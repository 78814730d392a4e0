// ==========================================
// 车间排产引擎 - 领域类型定义
// ==========================================
// 职责: 工序生命周期、排产结果状态、交期状态、人工决策
// 红线: 不可行性一律以状态值表达,不以错误抛出
// ==========================================

use chrono::NaiveDate;
use serde::{Deserialize, Serialize};
use std::fmt;

// ==========================================
// 工序生命周期 (Process State)
// ==========================================
// Pending → (Scheduled: 仅本次结果, 不落库) → Done | Deferred
// 状态由调用方在审阅排产结果后写回,引擎只读
#[derive(Debug, Clone, Copy, PartialEq, Eq, Serialize, Deserialize)]
#[serde(rename_all = "SCREAMING_SNAKE_CASE")]
pub enum ProcessState {
    Pending,                       // 待排
    Done,                          // 已完成 (永久排除)
    Deferred { until: NaiveDate }, // 延后至指定日期
}

impl Default for ProcessState {
    fn default() -> Self {
        ProcessState::Pending
    }
}

impl ProcessState {
    /// 判断工序在 `today` 是否可参与排产
    ///
    /// - Pending: 可排
    /// - Done: 不可排
    /// - Deferred: until > today 时不可排, 到期后重新可排
    pub fn is_schedulable_on(&self, today: NaiveDate) -> bool {
        match self {
            ProcessState::Pending => true,
            ProcessState::Done => false,
            ProcessState::Deferred { until } => *until <= today,
        }
    }
}

impl fmt::Display for ProcessState {
    fn fmt(&self, f: &mut fmt::Formatter<'_>) -> fmt::Result {
        match self {
            ProcessState::Pending => write!(f, "PENDING"),
            ProcessState::Done => write!(f, "DONE"),
            ProcessState::Deferred { until } => write!(f, "DEFERRED({})", until),
        }
    }
}

// ==========================================
// 排产结果状态 (Task Status)
// ==========================================
// 序列化格式与排产表展示文本一致
#[derive(Debug, Clone, Copy, PartialEq, Eq, Hash, Serialize, Deserialize)]
pub enum TaskStatus {
    #[serde(rename = "SCHEDULED")]
    Scheduled, // 已排入
    #[serde(rename = "BLOCKED: No Material")]
    BlockedNoMaterial, // 物料阻断
    #[serde(rename = "NOT SCHEDULED: Insufficient Staff")]
    InsufficientStaff, // 所需人数超过总人数
    #[serde(rename = "NOT SCHEDULED: No Capacity")]
    NoCapacity, // 排产窗口内无可用产能
}

impl TaskStatus {
    pub fn is_scheduled(&self) -> bool {
        matches!(self, TaskStatus::Scheduled)
    }
}

impl fmt::Display for TaskStatus {
    fn fmt(&self, f: &mut fmt::Formatter<'_>) -> fmt::Result {
        match self {
            TaskStatus::Scheduled => write!(f, "SCHEDULED"),
            TaskStatus::BlockedNoMaterial => write!(f, "BLOCKED: No Material"),
            TaskStatus::InsufficientStaff => write!(f, "NOT SCHEDULED: Insufficient Staff"),
            TaskStatus::NoCapacity => write!(f, "NOT SCHEDULED: No Capacity"),
        }
    }
}

// ==========================================
// 交期状态 (Due Status)
// ==========================================
// 顺序: Ok < NearDue < Overdue
#[derive(Debug, Clone, Copy, PartialEq, Eq, PartialOrd, Ord, Hash, Serialize, Deserialize)]
pub enum DueStatus {
    #[serde(rename = "OK")]
    Ok, // 正常
    #[serde(rename = "NEAR DUE")]
    NearDue, // 临期
    #[serde(rename = "OVERDUE")]
    Overdue, // 超期
}

impl fmt::Display for DueStatus {
    fn fmt(&self, f: &mut fmt::Formatter<'_>) -> fmt::Result {
        match self {
            DueStatus::Ok => write!(f, "OK"),
            DueStatus::NearDue => write!(f, "NEAR DUE"),
            DueStatus::Overdue => write!(f, "OVERDUE"),
        }
    }
}

// ==========================================
// 人工决策 (Decision)
// ==========================================
// 调用方审阅排产表后提交
#[derive(Debug, Clone, Copy, PartialEq, Eq, Serialize, Deserialize)]
#[serde(rename_all = "SCREAMING_SNAKE_CASE")]
pub enum Decision {
    Done,     // 标记完成
    Deferred, // 延后至下一工作日
}

impl fmt::Display for Decision {
    fn fmt(&self, f: &mut fmt::Formatter<'_>) -> fmt::Result {
        match self {
            Decision::Done => write!(f, "DONE"),
            Decision::Deferred => write!(f, "DEFERRED"),
        }
    }
}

■ ■ ■ ■ ■

Report the tally of lines in the material holding "ProcessState", and add nothing to it.

• **Task solution**:
11